Barham Salih, a former president of Iraq and himself twice a refugee, had been named as Grandi’s successor. Salih’s pitch was that the high commissioner should come from the region with the greatest refugee crises. His appointment reflected, perhaps, that Europe’s claim to humanitarian leadership was fading — a politician would be needed to lead UNHCR out of its predicament.

Some aid experts saw Grandi’s tenure as a missed opportunity to process the lessons of the Syrian refugee crisis, to adjust UNHCR to a new era of western retreat. The reliance on US funding was unsustainable. “We’re not going to go back,” said Sara Pantuliano, chief executive of the Overseas Development Institute, a think-tank. Grandi is “a person of incredible integrity. But I don’t think I can say he’s done enough to make the organisation fit for the challenges of today.” One option has been a merger with the International Organization for Migration, a UN body historically more under the sway of the US. Another, to delegate more to local groups that can deliver aid more efficiently.

Decades of foreign postings consumed Grandi, who is single with no kids. “You have to make sacrifices. I don’t even like that word. You have to make choices.” I wondered if he now questioned his own choices. Afghanistan was back under Taliban rule; Gaza was in ruins. He chose to remember the good parts. When the Taliban fell, Afghan women employed by the UN returned to work. “I remember the lady who later became my secretary entering the office, taking this burka, literally tearing it away and throwing it to the other side of the room. I still have goosebumps. That was the spirit. And you were not imposing: they wanted that.
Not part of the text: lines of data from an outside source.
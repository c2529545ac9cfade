//! Text and markup helpers for building publish payloads

use scraper::{Html, Selector};

/// First `n` whitespace-separated words of `text`, no trailing ellipsis.
pub fn trim_words(text: &str, n: usize) -> String {
    text.split_whitespace()
        .take(n)
        .collect::<Vec<_>>()
        .join(" ")
}

/// `src` attribute of the first `<img>` element in the markup.
///
/// Absence of any image, or an image without a `src`, yields `None`;
/// malformed markup is never an error. This is the only place the crate
/// touches an HTML parser.
pub fn first_image_src(html: &str) -> Option<String> {
    let fragment = Html::parse_fragment(html);
    let selector = Selector::parse("img").ok()?;
    fragment
        .select(&selector)
        .next()?
        .value()
        .attr("src")
        .map(|src| src.to_string())
}

#[cfg(test)]
mod tests {
    use super::*;

    #[test]
    fn test_trim_words_short_text_unchanged() {
        assert_eq!(trim_words("one two three", 150), "one two three");
    }

    #[test]
    fn test_trim_words_truncates_and_normalizes_whitespace() {
        assert_eq!(trim_words("a  b\n c\td e", 3), "a b c");
    }

    #[test]
    fn test_trim_words_empty() {
        assert_eq!(trim_words("", 150), "");
        assert_eq!(trim_words("   \n\t ", 150), "");
    }

    #[test]
    fn test_first_image_src_found() {
        let html = r#"<p>Intro</p><img src="https://x/y.png" alt="y"><img src="https://x/z.png">"#;
        assert_eq!(
            first_image_src(html).as_deref(),
            Some("https://x/y.png")
        );
    }

    #[test]
    fn test_first_image_src_no_images() {
        assert_eq!(first_image_src("<p>Just text</p>"), None);
    }

    #[test]
    fn test_first_image_src_missing_src_attribute() {
        assert_eq!(first_image_src(r#"<img alt="no source">"#), None);
    }

    #[test]
    fn test_first_image_src_malformed_markup_is_not_an_error() {
        assert_eq!(
            first_image_src(r#"<div><img src="https://x/a.jpg"<p>broken"#).as_deref(),
            Some("https://x/a.jpg")
        );
    }
}
//! Error types for Minicast
//!
//! Expected API failures (auth rejection, server errors, transport faults)
//! are deliberately not represented here: the API client reports them as
//! absent results and routes the human-readable message to the notice sink.
//! These types cover the genuinely exceptional conditions: unreadable
//! configuration, a broken state store, bad CLI input.

use thiserror::Error;

pub type Result<T> = std::result::Result<T, MinicastError>;

#[derive(Error, Debug)]
pub enum MinicastError {
    #[error("Configuration error: {0}")]
    Config(#[from] ConfigError),

    #[error("Store error: {0}")]
    Store(#[from] StoreError),

    #[error("Invalid input: {0}")]
    InvalidInput(String),
}

impl MinicastError {
    /// Returns the appropriate exit code for this error
    pub fn exit_code(&self) -> i32 {
        match self {
            MinicastError::InvalidInput(_) => 3,
            MinicastError::Config(_) => 1,
            MinicastError::Store(_) => 1,
        }
    }
}

#[derive(Error, Debug)]
pub enum ConfigError {
    #[error("Failed to read config file: {0}")]
    ReadError(std::io::Error),

    #[error("Failed to write config file: {0}")]
    WriteError(std::io::Error),

    #[error("Failed to parse config: {0}")]
    ParseError(#[from] toml::de::Error),

    #[error("Failed to serialize config: {0}")]
    SerializeError(#[from] toml::ser::Error),

    #[error("Missing required field: {0}")]
    MissingField(String),
}

#[derive(Error, Debug)]
pub enum StoreError {
    #[error("Store operation failed: {0}")]
    SqlxError(#[from] sqlx::Error),

    #[error("Migration failed: {0}")]
    MigrationError(#[from] sqlx::migrate::MigrateError),

    #[error("IO error: {0}")]
    IoError(#[from] std::io::Error),

    #[error("Serialization failed: {0}")]
    SerializationError(#[from] serde_json::Error),
}

#[cfg(test)]
mod tests {
    use super::*;

    #[test]
    fn test_exit_code_invalid_input() {
        let error = MinicastError::InvalidInput("Empty item id".to_string());
        assert_eq!(error.exit_code(), 3);
    }

    #[test]
    fn test_exit_code_config_error() {
        let config_error = ConfigError::MissingField("api.feedkey".to_string());
        let error = MinicastError::Config(config_error);
        assert_eq!(error.exit_code(), 1);
    }

    #[test]
    fn test_exit_code_store_error() {
        let store_error = StoreError::IoError(std::io::Error::new(
            std::io::ErrorKind::NotFound,
            "File not found",
        ));
        let error = MinicastError::Store(store_error);
        assert_eq!(error.exit_code(), 1);
    }

    #[test]
    fn test_error_message_formatting_invalid_input() {
        let error = MinicastError::InvalidInput("item id cannot be empty".to_string());
        assert_eq!(
            format!("{}", error),
            "Invalid input: item id cannot be empty"
        );
    }

    #[test]
    fn test_error_message_formatting_config() {
        let config_error = ConfigError::MissingField("config directory".to_string());
        let error = MinicastError::Config(config_error);
        assert_eq!(
            format!("{}", error),
            "Configuration error: Missing required field: config directory"
        );
    }

    #[test]
    fn test_error_conversion_from_config_error() {
        let config_error = ConfigError::MissingField("test".to_string());
        let error: MinicastError = config_error.into();

        match error {
            MinicastError::Config(_) => {}
            _ => panic!("Expected MinicastError::Config"),
        }
    }

    #[test]
    fn test_error_conversion_from_store_error() {
        let store_error =
            StoreError::IoError(std::io::Error::new(std::io::ErrorKind::NotFound, "test"));
        let error: MinicastError = store_error.into();

        match error {
            MinicastError::Store(_) => {}
            _ => panic!("Expected MinicastError::Store"),
        }
    }

    #[test]
    fn test_config_error_read_error_formatting() {
        let io_error = std::io::Error::new(std::io::ErrorKind::NotFound, "File not found");
        let config_error = ConfigError::ReadError(io_error);
        let message = format!("{}", config_error);
        assert!(message.contains("Failed to read config file"));
    }

    #[test]
    fn test_result_type_alias() {
        fn returns_ok() -> Result<String> {
            Ok("success".to_string())
        }

        fn returns_err() -> Result<String> {
            Err(MinicastError::InvalidInput("test".to_string()))
        }

        assert!(returns_ok().is_ok());
        assert!(returns_err().is_err());
    }
}
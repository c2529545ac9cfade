//! Publisher identity (GCID) resolution
//!
//! The remote service assigns one identity per feed key and the mapping is
//! effectively immutable, so the identity is resolved at most once per
//! installation and then persisted into configuration. An earlier design
//! cached the identity with a 24-hour expiry in the transient store; that
//! policy is deprecated and must not be reintroduced. Re-resolution
//! requires an explicit reset of the persisted value
//! (`mini-verify --reset`).

use crate::api::MinifeedClient;
use crate::config::Settings;

/// Resolve the publisher identity, in strict priority order:
///
/// 1. a persisted `api.gcid` is returned as-is, with zero network calls;
/// 2. otherwise, a configured feed key triggers `verifyminifeed`; on
///    success the identity is written into `settings.api.gcid` (the
///    caller is responsible for saving the mutated configuration);
/// 3. otherwise (no feed key, or the call failed) the identity is absent.
pub async fn resolve_identity(
    settings: &mut Settings,
    client: &MinifeedClient,
) -> Option<String> {
    if let Some(gcid) = settings.api.gcid.as_deref() {
        if !gcid.is_empty() {
            return Some(gcid.to_string());
        }
    }

    if settings.api.feedkey.is_empty() {
        return None;
    }

    let response = client.verify_minifeed().await?;
    settings.api.gcid = Some(response.gcid.clone());
    Some(response.gcid)
}

/// Clear the persisted identity so the next resolution hits the network.
pub fn reset_identity(settings: &mut Settings) -> bool {
    settings.api.gcid.take().is_some()
}

#[cfg(test)]
mod tests {
    use super::*;
    use crate::notices::NoticeSink;
    use crate::store::MemoryKvStore;
    use std::sync::Arc;

    fn client_at(base_url: &str) -> MinifeedClient {
        let notices = NoticeSink::new(Arc::new(MemoryKvStore::new()));
        MinifeedClient::new(base_url.to_string(), "fk_test".to_string(), notices)
    }

    #[tokio::test]
    async fn test_persisted_gcid_short_circuits() {
        // Base URL points nowhere; a network call would fail loudly.
        let client = client_at("http://127.0.0.1:1");
        let mut settings = Settings::default_config();
        settings.api.feedkey = "fk_test".to_string();
        settings.api.gcid = Some("CACHED".to_string());

        let gcid = resolve_identity(&mut settings, &client).await;
        assert_eq!(gcid.as_deref(), Some("CACHED"));
    }

    #[tokio::test]
    async fn test_no_feedkey_no_gcid_is_absent() {
        let client = client_at("http://127.0.0.1:1");
        let mut settings = Settings::default_config();
        assert!(settings.api.feedkey.is_empty());

        let gcid = resolve_identity(&mut settings, &client).await;
        assert!(gcid.is_none());
        assert!(settings.api.gcid.is_none());
    }

    #[tokio::test]
    async fn test_empty_persisted_gcid_does_not_short_circuit() {
        let client = client_at("http://127.0.0.1:1");
        let mut settings = Settings::default_config();
        settings.api.gcid = Some(String::new());
        // No feed key either, so resolution falls through to absent.
        let gcid = resolve_identity(&mut settings, &client).await;
        assert!(gcid.is_none());
    }

    #[test]
    fn test_reset_identity() {
        let mut settings = Settings::default_config();
        settings.api.gcid = Some("ABC123".to_string());

        assert!(reset_identity(&mut settings));
        assert!(settings.api.gcid.is_none());
        assert!(!reset_identity(&mut settings));
    }
}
“I think it was Bush Jr who said the US will never do state-building again. What a strategic error!” The lack of a state capacity was “the root of all these problems that we see here”. His own lesson from Afghanistan was not that the west shouldn’t try but that the west shouldn’t waste an opportunity. “I think the international community is wasting the opportunity in Syria at the moment: too slow, too hesitant, too hand-wringing about ’Shall we help them or not?’ . . . You have to take some risks.”

In the final days of Grandi’s term, the US announced $2bn in humanitarian funding for the UN: a fraction of what it used to give, but still better than nothing. “They don’t want to be seen as non-humanitarian.” He had learnt long ago that to care is to compromise; often it is to clutch at whatever remains.